VCIs come in various formulations that are dependent on the type of system they will be used in; for example, films, oils, coatings, cleaners, etc. There are also variety of formulations that provide protection in ferrous, nonferrous, or multi-metal applications. Other variables include the amount of vapor phase compared to contact phase inhibitors (1). Because they are volatile at ambient temperature, VCI compounds can reach inaccessible crevices in metallic structures (2).
The first widescale use of VCIs can be traced to Shell's patent for dicyclohexylammonium nitrite (DICHAN), which was eventually commercialized as VPI 260. (3) DICHAN was used extensively by the US military to protect a wide variety of metallic components from corrosion via various delivery systems, VCI powder, VCI paper, VCI solution, VCI slushing compound, etc.
Safety and health concerns as well as inherent limitations has led to the abandonment of DICHAN as a VCI. (4) At present, commercial VCI compounds are typically salts of moderately strong bases and weak volatile acids. The typical bases are amines and the acids are carbonic, nitrous and carboxylic. (5)

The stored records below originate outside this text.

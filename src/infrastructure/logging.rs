//! Plain log output for short-lived commands
//!
//! The server uses [`init_tracing`](super::observability::init_tracing),
//! which adds optional OpenTelemetry export on top of the same format.

use tracing_subscriber::{
    fmt::{self, format::FmtSpan},
    layer::SubscriberExt,
    util::SubscriberInitExt,
    EnvFilter,
};

use crate::config::{LogFormat, LoggingConfig};

/// `RUST_LOG` when set, otherwise the configured level
pub fn env_filter(level: &str) -> EnvFilter {
    EnvFilter::try_from_default_env().unwrap_or_else(|_| EnvFilter::new(level))
}

pub fn init_logging(config: &LoggingConfig) {
    let filter = env_filter(&config.level);

    match config.format {
        LogFormat::Json => {
            tracing_subscriber::registry()
                .with(filter)
                .with(fmt::layer().json().with_span_events(FmtSpan::CLOSE))
                .init();
        }
        LogFormat::Pretty => {
            tracing_subscriber::registry()
                .with(filter)
                .with(fmt::layer().with_target(false).without_time())
                .init();
        }
    }

    tracing::debug!("Logging initialized with level: {}", config.level);
}
//! JWT bearer token issuing and validation
//!
//! Tokens follow the identity provider's HS256 layout: the principal id in
//! `sub`, an optional `email` claim and, when configured, an `aud` claim.

use async_trait::async_trait;
use chrono::{Duration, Utc};
use jsonwebtoken::{decode, encode, Algorithm, DecodingKey, EncodingKey, Header, Validation};
use serde::{Deserialize, Serialize};
use std::fmt::Debug;

use crate::domain::auth::{TokenError, TokenPrincipal, TokenValidator};
use crate::domain::DomainError;

/// JWT claims structure
#[derive(Debug, Clone, Serialize, Deserialize)]
pub struct JwtClaims {
    /// Subject (principal ID)
    pub sub: String,
    #[serde(default, skip_serializing_if = "Option::is_none")]
    pub email: Option<String>,
    #[serde(default, skip_serializing_if = "Option::is_none")]
    pub aud: Option<String>,
    /// Issued at timestamp (Unix epoch)
    pub iat: i64,
    /// Expiration timestamp (Unix epoch)
    pub exp: i64,
}

impl JwtClaims {
    pub fn new(sub: impl Into<String>, email: Option<String>, expiration_hours: u64) -> Self {
        let now = Utc::now();
        let exp = now + Duration::hours(expiration_hours as i64);

        Self {
            sub: sub.into(),
            email,
            aud: None,
            iat: now.timestamp(),
            exp: exp.timestamp(),
        }
    }
}

/// Configuration for JWT service
#[derive(Debug, Clone)]
pub struct JwtConfig {
    /// Shared HS256 secret
    pub secret: String,
    /// Expected `aud` claim; audience is not checked when unset
    pub audience: Option<String>,
    /// Lifetime of issued tokens
    pub expiration_hours: u64,
}

impl JwtConfig {
    pub fn new(secret: impl Into<String>, expiration_hours: u64) -> Self {
        Self {
            secret: secret.into(),
            audience: None,
            expiration_hours,
        }
    }

    pub fn with_audience(mut self, audience: impl Into<String>) -> Self {
        self.audience = Some(audience.into());
        self
    }
}

/// HS256 token service
#[derive(Clone)]
pub struct JwtService {
    config: JwtConfig,
    encoding_key: EncodingKey,
    decoding_key: DecodingKey,
}

impl Debug for JwtService {
    fn fmt(&self, f: &mut std::fmt::Formatter<'_>) -> std::fmt::Result {
        f.debug_struct("JwtService")
            .field("audience", &self.config.audience)
            .field("expiration_hours", &self.config.expiration_hours)
            .field("secret", &"[hidden]")
            .finish()
    }
}

impl JwtService {
    pub fn new(config: JwtConfig) -> Self {
        let encoding_key = EncodingKey::from_secret(config.secret.as_bytes());
        let decoding_key = DecodingKey::from_secret(config.secret.as_bytes());

        Self {
            config,
            encoding_key,
            decoding_key,
        }
    }

    /// Sign a token for a principal with the configured lifetime
    pub fn issue(&self, sub: &str, email: Option<String>) -> Result<String, DomainError> {
        self.issue_for(sub, email, self.config.expiration_hours)
    }

    /// Sign a token for a principal with an explicit lifetime
    pub fn issue_for(
        &self,
        sub: &str,
        email: Option<String>,
        expiration_hours: u64,
    ) -> Result<String, DomainError> {
        if sub.trim().is_empty() {
            return Err(DomainError::validation("Token subject cannot be empty"));
        }

        let mut claims = JwtClaims::new(sub, email, expiration_hours);
        claims.aud = self.config.audience.clone();

        encode(&Header::new(Algorithm::HS256), &claims, &self.encoding_key)
            .map_err(|e| DomainError::internal(format!("Failed to generate JWT: {}", e)))
    }

    /// Decode and verify a token
    pub fn validate(&self, token: &str) -> Result<JwtClaims, jsonwebtoken::errors::Error> {
        let mut validation = Validation::new(Algorithm::HS256);
        match &self.config.audience {
            Some(audience) => validation.set_audience(&[audience]),
            None => validation.validate_aud = false,
        }

        decode::<JwtClaims>(token, &self.decoding_key, &validation).map(|data| data.claims)
    }

    pub fn expiration_hours(&self) -> u64 {
        self.config.expiration_hours
    }
}

#[async_trait]
impl TokenValidator for JwtService {
    async fn validate_token(&self, token: &str) -> Result<TokenPrincipal, TokenError> {
        let claims = self
            .validate(token)
            .map_err(|e| TokenError::Invalid(e.to_string()))?;

        if claims.sub.trim().is_empty() {
            return Err(TokenError::Invalid("missing subject".to_string()));
        }

        Ok(TokenPrincipal {
            principal_id: claims.sub,
            email: claims.email,
        })
    }
}

#[cfg(test)]
mod tests {
    use super::*;

    fn create_service() -> JwtService {
        JwtService::new(JwtConfig::new("test-secret-key-12345", 24))
    }

    #[tokio::test]
    async fn test_issue_and_validate() {
        let service = create_service();

        let token = service
            .issue("user-7", Some("sam@example.com".to_string()))
            .unwrap();
        let principal = service.validate_token(&token).await.unwrap();

        assert_eq!(principal.principal_id, "user-7");
        assert_eq!(principal.email.as_deref(), Some("sam@example.com"));
    }

    #[tokio::test]
    async fn test_invalid_token() {
        let service = create_service();

        let result = service.validate_token("invalid-token").await;
        assert!(matches!(result, Err(TokenError::Invalid(_))));
    }

    #[tokio::test]
    async fn test_wrong_secret() {
        let service1 = JwtService::new(JwtConfig::new("secret-1", 24));
        let service2 = JwtService::new(JwtConfig::new("secret-2", 24));

        let token = service1.issue("user-7", None).unwrap();

        assert!(service2.validate_token(&token).await.is_err());
    }

    #[tokio::test]
    async fn test_expired_token() {
        let service = JwtService::new(JwtConfig::new("test-secret", 24));

        let past_time = Utc::now() - Duration::hours(1);
        let claims = JwtClaims {
            sub: "user-7".to_string(),
            email: None,
            aud: None,
            iat: (past_time - Duration::hours(2)).timestamp(),
            exp: past_time.timestamp(),
        };

        let token = encode(
            &Header::default(),
            &claims,
            &EncodingKey::from_secret(b"test-secret"),
        )
        .unwrap();

        assert!(service.validate_token(&token).await.is_err());
    }

    #[tokio::test]
    async fn test_audience_is_enforced() {
        let issuer = JwtService::new(JwtConfig::new("shared", 1).with_audience("other"));
        let service = JwtService::new(JwtConfig::new("shared", 1).with_audience("authenticated"));

        let foreign = issuer.issue("user-7", None).unwrap();
        assert!(service.validate_token(&foreign).await.is_err());

        let own = service.issue("user-7", None).unwrap();
        assert!(service.validate_token(&own).await.is_ok());
    }

    #[test]
    fn test_empty_subject_rejected() {
        let service = create_service();
        assert!(service.issue("  ", None).is_err());
    }

    #[test]
    fn test_claims_expiration() {
        let claims = JwtClaims::new("user-7", None, 24);
        assert_eq!(claims.exp - claims.iat, 24 * 3600);
    }

    #[test]
    fn test_debug_hides_secret() {
        let debug = format!("{:?}", create_service());
        assert!(!debug.contains("test-secret-key-12345"));
    }
}
//! Application configuration

mod app_config;

pub use app_config::{
    AppConfig, AuthConfig, CounterBackend, LogFormat, LoggingConfig, MetricsConfig,
    ObservabilityConfig, RateLimitConfig, ServerConfig, StorageBackend, StorageConfig,
    TracingConfig, UsageBackend, UsageConfig,
};
//! Glyco Gateway
//!
//! Authentication and rate-limiting gateway in front of the diabetes
//! self-management API:
//! - API keys (`X-Api-Key`) and bearer tokens (`Authorization: Bearer`)
//! - Role-derived permission sets
//! - Hourly quota windows per identity and endpoint (memory, Redis, PostgreSQL)
//! - Asynchronous usage audit log

pub mod api;
pub mod cli;
pub mod config;
pub mod domain;
pub mod infrastructure;

pub use api::{create_router, AppState};
pub use config::AppConfig;

use std::sync::Arc;
use std::time::Duration;

use anyhow::Context;
use rand::RngCore;
use sqlx::PgPool;
use tokio::task::JoinHandle;
use tracing::{info, warn};

use config::{CounterBackend, StorageBackend, UsageBackend};
use domain::api_key::ApiKeyRepository;
use domain::auth::RoleStore;
use domain::rate_limit::RateLimitStore;
use domain::usage::UsageSink;
use infrastructure::{
    api_key::{ApiKeyService, InMemoryApiKeyRepository, PostgresApiKeyRepository},
    auth::{
        CredentialAuthenticator, InMemoryRoleStore, JwtConfig, JwtService, PostgresRoleStore,
        TierDefaults,
    },
    rate_limit::{InMemoryRateLimitStore, PostgresRateLimitStore, RateLimiter, RedisRateLimitStore},
    storage::{connect_pool, run_storage_migrations, PostgresConfig},
    usage::{InMemoryUsageSink, PostgresUsageSink, TracingUsageSink, UsageRecorder},
};

/// Build every service from configuration
///
/// Opens the PostgreSQL pool (and applies the schema) only when some
/// component is configured to use it. Spawns the usage worker and the
/// counter pruner. The returned handle completes once every clone of the
/// state has been dropped and the queued usage entries are written.
pub async fn create_app_state(
    config: &AppConfig,
) -> anyhow::Result<(AppState, JoinHandle<()>)> {
    let pool = if config.needs_postgres() {
        let pool = open_pool(config).await?;
        let applied = run_storage_migrations(&pool).await?;
        info!(applied, "Storage schema up to date");
        Some(pool)
    } else {
        None
    };

    info!(backend = ?config.storage.backend, "Key and role storage");
    let (repository, roles): (Arc<dyn ApiKeyRepository>, Arc<dyn RoleStore>) =
        match (config.storage.backend, &pool) {
            (StorageBackend::Postgres, Some(pool)) => (
                Arc::new(PostgresApiKeyRepository::new(pool.clone())),
                Arc::new(PostgresRoleStore::new(pool.clone())),
            ),
            _ => (
                Arc::new(InMemoryApiKeyRepository::new()),
                Arc::new(InMemoryRoleStore::new()),
            ),
        };

    let api_keys = Arc::new(ApiKeyService::new(repository));
    let jwt = create_jwt_service(config);

    let authenticator = Arc::new(
        CredentialAuthenticator::new(api_keys.clone(), Arc::new(jwt), roles).with_tiers(
            TierDefaults {
                anonymous: config.auth.anonymous_tier,
                user: config.auth.user_tier,
            },
        ),
    );

    let store = create_counter_store(config, pool.as_ref()).await?;
    let rate_limiter = Arc::new(
        RateLimiter::new(store)
            .with_window(Duration::from_secs(config.rate_limit.window_secs.max(1)))
            .with_failure_policy(config.rate_limit.failure_policy),
    );
    info!(
        backend = rate_limiter.backend(),
        window_secs = config.rate_limit.window_secs,
        failure_policy = %rate_limiter.failure_policy(),
        "Rate limiter ready"
    );

    rate_limiter
        .clone()
        .spawn_pruner(Duration::from_secs(config.rate_limit.prune_interval_secs.max(1)));

    let sink: Arc<dyn UsageSink> = match (config.usage.backend, &pool) {
        (UsageBackend::Postgres, Some(pool)) => Arc::new(PostgresUsageSink::new(pool.clone())),
        (UsageBackend::Memory, _) => Arc::new(InMemoryUsageSink::new()),
        _ => Arc::new(TracingUsageSink),
    };
    let (usage, usage_worker) = UsageRecorder::spawn(sink, config.usage.channel_capacity.max(1));

    if config.server.trust_proxy {
        info!("Client addresses taken from forwarding headers");
    }

    let state = AppState::new(api_keys, authenticator, rate_limiter, usage)
        .with_trust_proxy(config.server.trust_proxy);

    Ok((state, usage_worker))
}

/// Open the shared pool from `storage.database_url`
pub async fn open_pool(config: &AppConfig) -> anyhow::Result<PgPool> {
    let url = config
        .storage
        .database_url
        .clone()
        .context("storage.database_url is required for PostgreSQL backends")?;

    info!("Connecting to PostgreSQL...");
    let pool = connect_pool(
        &PostgresConfig::new(url).with_max_connections(config.storage.max_connections),
    )
    .await?;

    Ok(pool)
}

/// Token service for `auth.jwt_secret`
///
/// Without a configured secret every bearer token is rejected: the service
/// signs with a random per-process secret nobody else knows.
pub fn create_jwt_service(config: &AppConfig) -> JwtService {
    let secret = match &config.auth.jwt_secret {
        Some(secret) if !secret.is_empty() => secret.clone(),
        _ => {
            warn!("auth.jwt_secret is not set; bearer tokens will be rejected");
            let mut bytes = [0u8; 32];
            rand::thread_rng().fill_bytes(&mut bytes);
            hex::encode(bytes)
        }
    };

    let mut jwt_config = JwtConfig::new(secret, config.auth.token_expiration_hours);
    if let Some(audience) = &config.auth.jwt_audience {
        jwt_config = jwt_config.with_audience(audience.clone());
    }

    JwtService::new(jwt_config)
}

async fn create_counter_store(
    config: &AppConfig,
    pool: Option<&PgPool>,
) -> anyhow::Result<Arc<dyn RateLimitStore>> {
    let store: Arc<dyn RateLimitStore> = match config.rate_limit.backend {
        CounterBackend::Memory => Arc::new(InMemoryRateLimitStore::new()),
        CounterBackend::Redis => Arc::new(
            RedisRateLimitStore::connect(&config.rate_limit.redis_url, &config.rate_limit.key_prefix)
                .await?,
        ),
        CounterBackend::Postgres => {
            let pool = pool.context("PostgreSQL counter store requires a database pool")?;
            Arc::new(PostgresRateLimitStore::new(pool.clone()))
        }
    };

    Ok(store)
}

VCI corrosion protection mechanismEdit
For steel, the first step will be the volatilization of the inhibitor into the airspace. This may entail simple evolution of the molecule or the chemical may disassociate first and then volatilize. (6) The molecules will then diffuse through the enclosed airspace until some of the molecules will reach the metallic surface to be protected. There are two likely paths once the molecules reach the metallic surface. First the molecule may adsorb onto the metal surface thereby forming a barrier to aggressive ions and to displace any condensed water. (6),(7).
The second path involves the condensed water layer that has been shown to exist on the metallic surface (8). The VCI molecules will dissolve into the condensed water layer, raising the pH. An alkaline pH has been shown to have a beneficial effect on the corrosion resistance for steel. (6)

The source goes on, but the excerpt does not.